Jack keeps backing up. He notices the hammer that’s slipped smoothly from the sleeve of her flannel shirt and into her fist. He’s loving the suspense.
“No, no,” he says. “It wasn’t just this random thing. When I saw you, I-”
“Wait a second. Are you now going to tell me how you fell in love with a bloody, unconscious car-crash victim? How are you not the rapist again?!”
“But it’s not just about you anymore.”
“You know what’s really scary?” Jacki says, her voice picking up power and speed. “I believe you when you say that. I believe it’s not just about me anymore. So, how many are there, Jack?”
The hammer is up.
“Listen,” Jack begs, palms out. “Don’t you get it? It was six years ago this week. The day Toni was conceived, and...”
The hammer hovers.
“…the rapist is your fath
er. I mean her father.”
The hammer drops.
The hammer drops? How perfect is that? Jack wishes someone said those words out loud, like stage direction.

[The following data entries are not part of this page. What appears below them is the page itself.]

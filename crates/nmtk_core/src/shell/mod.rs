//! Shell context and frame loop
//!
//! [`ShellContext`] owns every feature registry. It is built once, handed to
//! the application's setup call, then lent to the [`FrameOrchestrator`] for
//! the lifetime of the frame loop.

mod orchestrator;

pub use orchestrator::{FrameOrchestrator, ShellState};

use std::cell::Cell;
use std::rc::Rc;

use crate::diagnostics::{DiagnosticSink, LogSink};
use crate::events::PlatformEvent;
use crate::input::InputDispatcher;
use crate::menu::{MenuGroup, MenuRegistry};
use crate::overlay::OverlayRegistry;
use crate::page::{Page, PageRegistry};
use crate::ui::UiLayer;

/// Shared flag features use to ask the shell to quit
///
/// The request is observed at the top of the next frame.
#[derive(Debug, Clone, Default)]
pub struct QuitHandle(Rc<Cell<bool>>);

impl QuitHandle {
    /// Ask the shell to shut down
    pub fn request(&self) {
        self.0.set(true);
    }

    /// Whether a quit has been requested
    pub fn is_requested(&self) -> bool {
        self.0.get()
    }
}

/// Registries of pages, menus, overlays and input subscribers
pub struct ShellContext {
    pages: PageRegistry,
    menus: MenuRegistry,
    overlays: OverlayRegistry,
    input: InputDispatcher,
    quit: QuitHandle,
    sink: Box<dyn DiagnosticSink>,
}

impl Default for ShellContext {
    fn default() -> Self {
        Self::new()
    }
}

impl ShellContext {
    /// Empty context reporting feature failures to the log
    pub fn new() -> Self {
        Self::with_sink(LogSink)
    }

    /// Empty context reporting feature failures to `sink`
    pub fn with_sink<S: DiagnosticSink + 'static>(sink: S) -> Self {
        Self {
            pages: PageRegistry::new(),
            menus: MenuRegistry::new(),
            overlays: OverlayRegistry::new(),
            input: InputDispatcher::new(),
            quit: QuitHandle::default(),
            sink: Box::new(sink),
        }
    }

    /// Replace the diagnostic sink
    pub fn set_sink<S: DiagnosticSink + 'static>(&mut self, sink: S) {
        self.sink = Box::new(sink);
    }

    /// Register a page
    pub fn register_page<P: Page + 'static>(&mut self, page: P) {
        self.pages.register(page);
    }

    /// Register a menu group
    pub fn register_menu(&mut self, group: MenuGroup) {
        self.menus.register(group);
    }

    /// Register an overlay
    pub fn register_overlay<P: Page + 'static>(&mut self, overlay: P) {
        self.overlays.register(overlay);
    }

    /// Subscribe to raw platform events
    pub fn subscribe<F>(&mut self, callback: F)
    where
        F: FnMut(&PlatformEvent) + 'static,
    {
        self.input.subscribe(callback);
    }

    /// Handle features can keep to request shutdown
    pub fn quit_handle(&self) -> QuitHandle {
        self.quit.clone()
    }

    /// Whether any feature requested shutdown
    pub fn quit_requested(&self) -> bool {
        self.quit.is_requested()
    }

    /// Registered pages
    pub const fn pages(&self) -> &PageRegistry {
        &self.pages
    }

    /// Registered menu groups
    pub const fn menus(&self) -> &MenuRegistry {
        &self.menus
    }

    /// Registered overlays
    pub const fn overlays(&self) -> &OverlayRegistry {
        &self.overlays
    }

    /// Registered input subscribers
    pub const fn input(&self) -> &InputDispatcher {
        &self.input
    }

    /// Sink receiving feature failures
    pub fn sink_mut(&mut self) -> &mut dyn DiagnosticSink {
        self.sink.as_mut()
    }

    /// Render menus, then pages, then overlays into the open UI frame
    ///
    /// Menus come first so the menu bar claims its space before page layout.
    pub fn render_features(&mut self, ui: &mut dyn UiLayer) {
        self.menus.render_all(ui, self.sink.as_mut());
        self.pages.render_all(ui, self.sink.as_mut());
        self.overlays.render_all(ui, self.sink.as_mut());
    }

    /// Forward one platform event to every input subscriber
    pub fn dispatch_input(&mut self, event: &PlatformEvent) {
        self.input.dispatch(event, self.sink.as_mut());
    }
}
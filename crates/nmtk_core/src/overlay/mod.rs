//! Overlays rendered after pages
//!
//! Overlays are pages that draw on top of everything else: debugging aids,
//! statistics, notifications. They share the page isolation rules.

use crate::diagnostics::{DiagnosticSink, FeatureError, FeatureKind};
use crate::foundation::time::Timer;
use crate::page::{render_scoped, Page};
use crate::ui::{UiLayer, Widgets};

/// Ordered, append-only list of overlays
#[derive(Default)]
pub struct OverlayRegistry {
    overlays: Vec<Box<dyn Page>>,
}

impl OverlayRegistry {
    /// Create an empty registry
    pub fn new() -> Self {
        Self::default()
    }

    /// Append an overlay
    pub fn register<P: Page + 'static>(&mut self, overlay: P) {
        log::debug!("Registered overlay '{}'", overlay.name());
        self.overlays.push(Box::new(overlay));
    }

    /// Render every overlay in registration order
    pub fn render_all(&mut self, ui: &mut dyn UiLayer, sink: &mut dyn DiagnosticSink) {
        for overlay in &mut self.overlays {
            render_scoped(ui, sink, FeatureKind::Overlay, overlay.as_mut());
        }
    }

    /// Number of overlays
    pub fn len(&self) -> usize {
        self.overlays.len()
    }

    /// Whether no overlay is registered
    pub fn is_empty(&self) -> bool {
        self.overlays.is_empty()
    }
}

/// Built-in frame statistics window
#[derive(Debug, Default, Clone)]
pub struct StatsOverlay {
    frame_count: u64,
    fps: f64,
    average_fps: f64,
    frame_ms: f64,
}

impl StatsOverlay {
    /// Window title of the overlay
    pub const NAME: &'static str = "Frame Stats";

    /// Create an overlay with zeroed statistics
    pub fn new() -> Self {
        Self::default()
    }

    /// Take the latest numbers from the frame timer
    pub fn update(&mut self, timer: &Timer) {
        self.frame_count = timer.frame_count();
        self.fps = timer.current_fps();
        self.average_fps = timer.average_fps();
        self.frame_ms = timer.smoothed_frame_ms();
    }

    /// Render into its own window, isolated like any other overlay
    pub fn render_overlay(&mut self, ui: &mut dyn UiLayer, sink: &mut dyn DiagnosticSink) {
        render_scoped(ui, sink, FeatureKind::Overlay, self);
    }
}

impl Page for StatsOverlay {
    fn name(&self) -> &str {
        Self::NAME
    }

    fn render(&mut self, ui: &mut dyn Widgets) -> Result<(), FeatureError> {
        ui.text(&format!("Frame: {}", self.frame_count));
        ui.text(&format!("FPS: {:.1} (avg {:.1})", self.fps, self.average_fps));
        ui.text(&format!("Frame time: {:.2} ms", self.frame_ms));
        Ok(())
    }
}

“Shut the fuck up. Get the fuck out.”
“But-”
“Get...” She shoves him by the face to divide her command in half. “…out.”
“I’m sorry,” he says, now in the open doorway. “I thought I could make it so you never knew. Then shit got weird. I thought maybe you’d thank me.”
Jacki’s voice gets low and scary, like it’s made of hammers.
“Listen to me very carefully. I know I was raped. I knew this before you told me. I knew it then, and I know it now. I wasn’t unconscious in the back of that ambulance, and you didn’t save me from anything at all. Goodbye.”
She walks back inside.
On his way to the drive-in, Larry’s stereo devoured his Captain Beefheart cassette, of course, and he almost went for Meat Loaf’s Bat Out of Hell instead, at least to hear the intro. He’d always suspected Meat Loaf was Beefheart’s practical joke persona anyway. “They’re both meat based!” he’d tell anyone who listened. This was before Don Van Vliet’s duplicity had been conclusively proven in court, of course. But the tape must have been equally delicious because the stereo ate it before the piano even slowed down.
He reached into his glove box, dug around for some more music, and came up with two airline tickets instead.
Daytona to Heathrow. Five hour difference. Just enough to make it the next day. Just enough to make it something like time travel.
Sometimes Larry forgot which job he was doing, or even which decade he was in. Clothes weren’t a reliable clue as fashions recycled. Movies were slippery with the popularity of period pieces. Slang was even slipperier. One thing that used to reliably establish a specific time, mostly due to their truncated shelf life, was whatever song you could locate being broadcast at that moment.
So he turned on the radio. A.M. was all he had left, but that’s where the voices from the movies, the real movies, came through his speakers the clearest.